#[cfg(test)]
mod tests {
    use super::*;
    use crate::config::paths::FitcoachPaths;
    use crate::lookup::InMemoryLookup;
    use crate::models::Goal;
    use tempfile::TempDir;

    fn create_test_storage() -> (TempDir, Storage) {
        let temp_dir = TempDir::new().unwrap();
        let paths = FitcoachPaths::with_base_dir(temp_dir.path().to_path_buf());
        let storage = Storage::new(paths.clone(), paths.foods_file()).unwrap();
        (temp_dir, storage)
    }

    fn day(s: &str) -> NaiveDate {
        s.parse().unwrap()
    }

    fn yogurt_lookup() -> Option<Box<dyn FoodLookup>> {
        Some(Box::new(InMemoryLookup::new(vec![FoodItem::new(
            "Greek yogurt 2%",
            73.0,
            10.0,
            2.0,
            3.6,
        )
        .unwrap()])))
    }

    #[test]
    fn test_open_defaults() {
        let (_temp, storage) = create_test_storage();
        let tracker = TrackerService::open(&storage, "guest", None);

        assert_eq!(tracker.profile(), &Profile::default());
        assert!(tracker.history().is_empty());
        assert_eq!(tracker.food_source(), &FoodTableSource::Builtin);
        assert_eq!(tracker.target(), 1674);
    }

    #[test]
    fn test_open_corrupt_state_uses_defaults() {
        let (_temp, storage) = create_test_storage();
        let path = storage.users.path_for("guest");
        std::fs::write(&path, "{ broken").unwrap();

        let tracker = TrackerService::open(&storage, "guest", None);
        assert_eq!(tracker.profile(), &Profile::default());
        assert!(tracker.history().is_empty());
    }

    #[test]
    fn test_log_food_persists() {
        let (_temp, storage) = create_test_storage();
        let date = day("2025-03-01");

        let mut tracker = TrackerService::open(&storage, "guest", None);
        let (entry, origin) = tracker.log_food("грудка", 150.0, date).unwrap();

        assert_eq!(origin, FoodOrigin::Table);
        assert_eq!(entry.name, "Куриная грудка, варёная");
        assert_eq!(entry.nutrients.kcal, 247.5);

        let reopened = TrackerService::open(&storage, "guest", None);
        assert_eq!(reopened.history().entries_for(date), &[entry]);
    }

    #[test]
    fn test_log_food_invalid_quantity() {
        let (_temp, storage) = create_test_storage();
        let date = day("2025-03-01");
        let mut tracker = TrackerService::open(&storage, "guest", None);

        for grams in [0.0, -10.0, f64::NAN] {
            let err = tracker.log_food("Банан", grams, date).unwrap_err();
            assert!(matches!(err, FitcoachError::InvalidQuantity(_)));
        }
        assert!(tracker.history().entries_for(date).is_empty());
        assert!(!storage.users.exists("guest"));
    }

    #[test]
    fn test_log_food_not_found() {
        let (_temp, storage) = create_test_storage();
        let date = day("2025-03-01");
        let mut tracker = TrackerService::open(&storage, "guest", None);

        let err = tracker.log_food("пицца", 100.0, date).unwrap_err();
        assert!(matches!(err, FitcoachError::FoodNotFound(_)));
        assert!(tracker.history().day(date).is_none());
    }

    #[test]
    fn test_log_food_via_lookup() {
        let (_temp, storage) = create_test_storage();
        let date = day("2025-03-01");
        let mut tracker = TrackerService::open(&storage, "guest", yogurt_lookup());

        let (entry, origin) = tracker.log_food("yogurt", 200.0, date).unwrap();
        assert_eq!(origin, FoodOrigin::Lookup);
        assert_eq!(entry.name, "Greek yogurt 2%");
        assert_eq!(entry.nutrients.kcal, 146.0);
    }

    #[test]
    fn test_lookup_failure_is_not_found() {
        let (_temp, storage) = create_test_storage();
        let mut tracker = TrackerService::open(
            &storage,
            "guest",
            Some(Box::new(InMemoryLookup::unavailable())),
        );

        let err = tracker.log_food("yogurt", 200.0, day("2025-03-01")).unwrap_err();
        assert!(matches!(err, FitcoachError::FoodNotFound(_)));
    }

    #[test]
    fn test_remove_log_entry() {
        let (_temp, storage) = create_test_storage();
        let date = day("2025-03-01");
        let mut tracker = TrackerService::open(&storage, "guest", None);

        tracker.log_food("Банан", 120.0, date).unwrap();
        let (apple, _) = tracker.log_food("Яблоко", 200.0, date).unwrap();

        let removed = tracker.remove_log_entry(date, "1").unwrap();
        assert_eq!(removed.name, "Банан");

        let removed = tracker.remove_log_entry(date, &apple.id.to_string()).unwrap();
        assert_eq!(removed.id, apple.id);

        assert!(tracker.history().entries_for(date).is_empty());
        let err = tracker.remove_log_entry(date, "1").unwrap_err();
        assert!(err.is_not_found());
    }

    #[test]
    fn test_remove_from_unknown_day() {
        let (_temp, storage) = create_test_storage();
        let mut tracker = TrackerService::open(&storage, "guest", None);
        assert!(tracker.remove_log_entry(day("2025-03-01"), "1").is_err());
    }

    #[test]
    fn test_reset_day_only_touches_that_day() {
        let (_temp, storage) = create_test_storage();
        let mut tracker = TrackerService::open(&storage, "guest", None);

        tracker.log_food("Банан", 120.0, day("2025-03-01")).unwrap();
        tracker.log_food("Банан", 120.0, day("2025-03-02")).unwrap();
        tracker.log_food("Яблоко", 100.0, day("2025-03-02")).unwrap();

        assert_eq!(tracker.reset_day(day("2025-03-02")).unwrap(), 2);
        assert!(tracker.history().entries_for(day("2025-03-02")).is_empty());
        assert_eq!(tracker.history().entries_for(day("2025-03-01")).len(), 1);
    }

    #[test]
    fn test_update_profile_changes_target() {
        let (_temp, storage) = create_test_storage();
        let mut tracker = TrackerService::open(&storage, "guest", None);

        let update = ProfileUpdate {
            goal: Some(Goal::Gain),
            ..Default::default()
        };
        tracker.update_profile(&update).unwrap();
        assert_eq!(tracker.target(), 1925);

        let reopened = TrackerService::open(&storage, "guest", None);
        assert_eq!(reopened.profile().goal, Goal::Gain);

        let audit = storage.audit().read_recent(1, Some("guest")).unwrap();
        assert_eq!(audit[0].entity_type, EntityType::Profile);
        assert!(audit[0].diff_summary.as_deref().unwrap().contains("goal"));
    }

    #[test]
    fn test_update_profile_rejects_invalid() {
        let (_temp, storage) = create_test_storage();
        let mut tracker = TrackerService::open(&storage, "guest", None);

        let update = ProfileUpdate {
            weight: Some(0.0),
            goal: Some(Goal::Lose),
            ..Default::default()
        };
        let err = tracker.update_profile(&update).unwrap_err();
        assert!(err.is_validation());
        assert_eq!(tracker.profile(), &Profile::default());
    }

    #[test]
    fn test_summary() {
        let (_temp, storage) = create_test_storage();
        let date = day("2025-03-01");
        let mut tracker = TrackerService::open(&storage, "guest", None);

        tracker.log_food("грудка", 150.0, date).unwrap();
        let summary = tracker.summary(date);

        assert_eq!(summary.target, 1674);
        assert_eq!(summary.eaten.kcal, 247.5);
        assert_eq!(summary.remaining, 1427);
        assert_eq!(summary.entries.len(), 1);
    }

    #[test]
    fn test_fit_portion_uses_remaining() {
        let (_temp, storage) = create_test_storage();
        let date = day("2025-03-01");
        let tracker = TrackerService::open(&storage, "guest", None);

        let fit = tracker.compute_fit_portion("грудка", None, date).unwrap();
        assert!(!fit.from_override);
        assert_eq!(fit.budget, 1674.0);
        assert_eq!(fit.grams, 1014);
    }

    #[test]
    fn test_fit_portion_override_precedence() {
        let (_temp, storage) = create_test_storage();
        let date = day("2025-03-01");
        let tracker = TrackerService::open(&storage, "guest", None);

        let fit = tracker.compute_fit_portion("грудка", Some(500.0), date).unwrap();
        assert!(fit.from_override);
        assert_eq!(fit.grams, 303);

        // Non-positive override falls back to the remaining budget
        for value in [0.0, -100.0] {
            let fit = tracker.compute_fit_portion("грудка", Some(value), date).unwrap();
            assert!(!fit.from_override);
            assert_eq!(fit.budget, 1674.0);
        }
    }

    #[test]
    fn test_fit_portion_exhausted() {
        let (_temp, storage) = create_test_storage();
        let date = day("2025-03-01");
        let mut tracker = TrackerService::open(&storage, "guest", None);

        tracker.log_food("Арахисовая паста", 400.0, date).unwrap();
        let fit = tracker.compute_fit_portion("Банан", None, date).unwrap();
        assert_eq!(fit.budget, 0.0);
        assert_eq!(fit.grams, 0);
    }

    #[test]
    fn test_daily_totals_zero_fill() {
        let (_temp, storage) = create_test_storage();
        let mut tracker = TrackerService::open(&storage, "guest", None);

        tracker.log_food("Банан", 100.0, day("2025-03-05")).unwrap();
        tracker.log_food("Яблоко", 100.0, day("2025-03-07")).unwrap();
        tracker.log_food("Яблоко", 100.0, day("2025-02-01")).unwrap();

        let totals = tracker.daily_totals(day("2025-03-07"), 7).unwrap();
        assert_eq!(totals.len(), 7);
        assert_eq!(totals[0].date, day("2025-03-01"));
        assert_eq!(totals[6].date, day("2025-03-07"));
        assert_eq!(totals[4].kcal, 96.0);
        assert_eq!(totals[5].kcal, 0.0);
        assert_eq!(totals[6].kcal, 52.0);
        assert_eq!(totals.iter().map(|t| t.entry_count).sum::<usize>(), 2);
    }

    #[test]
    fn test_daily_totals_rejects_huge_period() {
        let (_temp, storage) = create_test_storage();
        let tracker = TrackerService::open(&storage, "guest", None);

        let err = tracker
            .daily_totals(day("2025-03-01"), 200_000_000)
            .unwrap_err();
        assert!(err.is_validation());

        let totals = tracker.daily_totals(day("2025-03-01"), MAX_STATS_DAYS).unwrap();
        assert_eq!(totals.len(), MAX_STATS_DAYS as usize);
        assert_eq!(totals.last().unwrap().date, day("2025-03-01"));
    }

    #[test]
    fn test_daily_totals_stops_at_calendar_start() {
        let (_temp, storage) = create_test_storage();
        let tracker = TrackerService::open(&storage, "guest", None);

        let end = NaiveDate::MIN.checked_add_days(Days::new(2)).unwrap();
        let totals = tracker.daily_totals(end, 7).unwrap();
        assert_eq!(totals.len(), 3);
        assert_eq!(totals[0].date, NaiveDate::MIN);
        assert_eq!(totals[2].date, end);
    }

    #[test]
    fn test_search_foods_combines_sources() {
        let (_temp, storage) = create_test_storage();
        let tracker = TrackerService::open(&storage, "guest", yogurt_lookup());

        let results = tracker.search_foods("рис");
        assert_eq!(results.len(), 1);
        assert_eq!(results[0].1, FoodOrigin::Table);

        let results = tracker.search_foods("yogurt");
        assert_eq!(results.len(), 1);
        assert_eq!(results[0].1, FoodOrigin::Lookup);
    }
}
● ● ●
Using the records above, count every line that includes the word "reopened", and state the number only.

4